======== Data ========

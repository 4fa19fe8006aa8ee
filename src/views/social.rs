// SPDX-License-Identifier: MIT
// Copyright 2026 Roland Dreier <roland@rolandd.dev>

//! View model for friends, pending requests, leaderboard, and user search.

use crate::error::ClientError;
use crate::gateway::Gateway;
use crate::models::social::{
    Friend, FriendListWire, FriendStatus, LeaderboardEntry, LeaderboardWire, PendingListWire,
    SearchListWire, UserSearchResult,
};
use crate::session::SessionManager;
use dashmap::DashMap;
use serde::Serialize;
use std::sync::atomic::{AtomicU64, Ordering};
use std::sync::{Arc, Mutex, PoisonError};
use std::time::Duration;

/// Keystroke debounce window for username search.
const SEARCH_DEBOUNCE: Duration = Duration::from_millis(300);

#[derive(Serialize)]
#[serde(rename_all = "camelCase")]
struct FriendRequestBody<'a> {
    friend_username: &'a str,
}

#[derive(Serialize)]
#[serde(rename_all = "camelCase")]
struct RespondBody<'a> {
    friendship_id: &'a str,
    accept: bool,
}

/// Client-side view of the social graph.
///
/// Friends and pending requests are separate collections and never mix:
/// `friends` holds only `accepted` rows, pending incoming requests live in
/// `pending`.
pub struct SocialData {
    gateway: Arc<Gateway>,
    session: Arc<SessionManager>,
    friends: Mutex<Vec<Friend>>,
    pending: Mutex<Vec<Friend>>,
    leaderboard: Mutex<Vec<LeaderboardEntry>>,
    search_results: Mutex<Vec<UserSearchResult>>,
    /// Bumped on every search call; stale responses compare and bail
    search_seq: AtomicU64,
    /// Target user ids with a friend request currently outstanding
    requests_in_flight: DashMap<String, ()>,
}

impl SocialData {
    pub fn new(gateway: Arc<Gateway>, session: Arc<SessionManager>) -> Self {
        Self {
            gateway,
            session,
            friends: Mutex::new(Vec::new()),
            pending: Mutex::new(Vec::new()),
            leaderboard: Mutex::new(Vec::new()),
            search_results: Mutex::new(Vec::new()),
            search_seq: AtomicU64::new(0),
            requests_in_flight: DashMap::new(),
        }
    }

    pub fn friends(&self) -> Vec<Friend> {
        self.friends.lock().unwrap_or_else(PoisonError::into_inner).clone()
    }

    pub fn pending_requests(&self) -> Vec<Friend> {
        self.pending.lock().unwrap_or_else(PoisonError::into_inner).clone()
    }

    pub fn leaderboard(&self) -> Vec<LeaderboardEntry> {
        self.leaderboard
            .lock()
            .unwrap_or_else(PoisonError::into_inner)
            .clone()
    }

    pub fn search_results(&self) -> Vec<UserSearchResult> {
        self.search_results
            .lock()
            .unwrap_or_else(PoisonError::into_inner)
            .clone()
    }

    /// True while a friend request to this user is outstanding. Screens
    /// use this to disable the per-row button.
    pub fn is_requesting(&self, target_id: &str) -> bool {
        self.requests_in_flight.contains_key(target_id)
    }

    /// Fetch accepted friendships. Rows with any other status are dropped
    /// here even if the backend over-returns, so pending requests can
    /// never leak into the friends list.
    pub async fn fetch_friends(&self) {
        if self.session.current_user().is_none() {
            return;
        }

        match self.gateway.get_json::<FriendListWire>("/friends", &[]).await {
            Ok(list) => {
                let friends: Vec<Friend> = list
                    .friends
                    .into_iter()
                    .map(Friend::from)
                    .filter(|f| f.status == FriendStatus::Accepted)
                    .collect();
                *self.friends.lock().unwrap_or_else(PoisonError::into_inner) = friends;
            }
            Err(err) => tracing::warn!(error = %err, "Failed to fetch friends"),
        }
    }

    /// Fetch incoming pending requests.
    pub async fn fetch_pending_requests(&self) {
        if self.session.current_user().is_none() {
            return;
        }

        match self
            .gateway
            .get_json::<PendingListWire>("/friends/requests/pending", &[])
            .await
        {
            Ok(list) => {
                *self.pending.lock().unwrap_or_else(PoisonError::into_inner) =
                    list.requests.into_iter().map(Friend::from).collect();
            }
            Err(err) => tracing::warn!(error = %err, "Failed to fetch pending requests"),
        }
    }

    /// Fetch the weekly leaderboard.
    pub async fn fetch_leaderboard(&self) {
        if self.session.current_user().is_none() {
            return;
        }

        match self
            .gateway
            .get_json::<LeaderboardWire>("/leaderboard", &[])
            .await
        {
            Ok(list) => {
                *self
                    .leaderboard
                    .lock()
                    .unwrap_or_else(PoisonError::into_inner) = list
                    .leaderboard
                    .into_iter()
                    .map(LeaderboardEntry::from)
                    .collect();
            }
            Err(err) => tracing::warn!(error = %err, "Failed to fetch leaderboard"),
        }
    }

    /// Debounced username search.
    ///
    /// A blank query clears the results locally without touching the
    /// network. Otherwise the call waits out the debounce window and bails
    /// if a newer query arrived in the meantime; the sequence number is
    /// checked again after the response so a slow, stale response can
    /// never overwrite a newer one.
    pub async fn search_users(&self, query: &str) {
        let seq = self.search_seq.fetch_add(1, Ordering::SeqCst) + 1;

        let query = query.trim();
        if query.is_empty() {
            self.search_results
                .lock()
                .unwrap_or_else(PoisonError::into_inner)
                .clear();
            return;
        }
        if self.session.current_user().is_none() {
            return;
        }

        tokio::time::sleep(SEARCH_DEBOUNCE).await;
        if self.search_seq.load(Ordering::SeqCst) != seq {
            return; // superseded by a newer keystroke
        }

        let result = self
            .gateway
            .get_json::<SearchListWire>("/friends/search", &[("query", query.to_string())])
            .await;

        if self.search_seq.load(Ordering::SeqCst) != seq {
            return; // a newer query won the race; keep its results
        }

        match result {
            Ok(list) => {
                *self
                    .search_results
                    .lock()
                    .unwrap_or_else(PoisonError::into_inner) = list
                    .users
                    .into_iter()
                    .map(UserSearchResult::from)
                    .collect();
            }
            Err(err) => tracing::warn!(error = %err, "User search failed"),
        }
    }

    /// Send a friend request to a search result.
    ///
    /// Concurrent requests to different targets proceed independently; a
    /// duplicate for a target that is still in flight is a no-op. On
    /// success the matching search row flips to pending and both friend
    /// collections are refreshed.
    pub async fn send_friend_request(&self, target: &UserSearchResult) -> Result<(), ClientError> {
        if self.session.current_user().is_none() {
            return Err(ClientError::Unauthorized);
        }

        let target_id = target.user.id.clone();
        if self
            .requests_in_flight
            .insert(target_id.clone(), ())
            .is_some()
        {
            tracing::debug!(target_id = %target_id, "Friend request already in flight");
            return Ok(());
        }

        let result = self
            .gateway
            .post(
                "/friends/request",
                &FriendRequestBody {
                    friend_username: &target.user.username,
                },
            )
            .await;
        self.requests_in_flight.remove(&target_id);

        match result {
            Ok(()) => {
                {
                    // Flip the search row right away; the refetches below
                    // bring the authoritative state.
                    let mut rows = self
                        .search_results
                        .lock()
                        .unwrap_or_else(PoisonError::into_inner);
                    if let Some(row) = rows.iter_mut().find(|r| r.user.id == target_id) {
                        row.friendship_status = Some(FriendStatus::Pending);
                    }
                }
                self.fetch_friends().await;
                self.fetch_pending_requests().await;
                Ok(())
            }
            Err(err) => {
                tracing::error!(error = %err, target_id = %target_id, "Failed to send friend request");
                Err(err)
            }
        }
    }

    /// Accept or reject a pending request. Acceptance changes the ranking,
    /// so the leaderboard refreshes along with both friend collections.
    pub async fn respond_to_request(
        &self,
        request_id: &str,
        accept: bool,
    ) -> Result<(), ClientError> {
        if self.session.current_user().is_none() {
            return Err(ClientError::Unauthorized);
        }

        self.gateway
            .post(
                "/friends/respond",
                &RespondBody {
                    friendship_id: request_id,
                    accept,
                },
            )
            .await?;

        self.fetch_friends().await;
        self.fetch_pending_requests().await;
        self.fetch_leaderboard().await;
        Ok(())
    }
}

========

→ Activity: Retype only this range exactly: the first line of the data through the line where "Friends and pending" appears.

→ Written answer:
repository 4fa19fe8006aa8ee
filename src/views/social.rs
// SPDX-License-Identifier: MIT
// Copyright 2026 Roland Dreier <roland@rolandd.dev>

//! View model for friends, pending requests, leaderboard, and user search.

use crate::error::ClientError;
use crate::gateway::Gateway;
use crate::models::social::{
    Friend, FriendListWire, FriendStatus, LeaderboardEntry, LeaderboardWire, PendingListWire,
    SearchListWire, UserSearchResult,
};
use crate::session::SessionManager;
use dashmap::DashMap;
use serde::Serialize;
use std::sync::atomic::{AtomicU64, Ordering};
use std::sync::{Arc, Mutex, PoisonError};
use std::time::Duration;

/// Keystroke debounce window for username search.
const SEARCH_DEBOUNCE: Duration = Duration::from_millis(300);

#[derive(Serialize)]
#[serde(rename_all = "camelCase")]
struct FriendRequestBody<'a> {
    friend_username: &'a str,
}

#[derive(Serialize)]
#[serde(rename_all = "camelCase")]
struct RespondBody<'a> {
    friendship_id: &'a str,
    accept: bool,
}

/// Client-side view of the social graph.
///
/// Friends and pending requests are separate collections and never mix:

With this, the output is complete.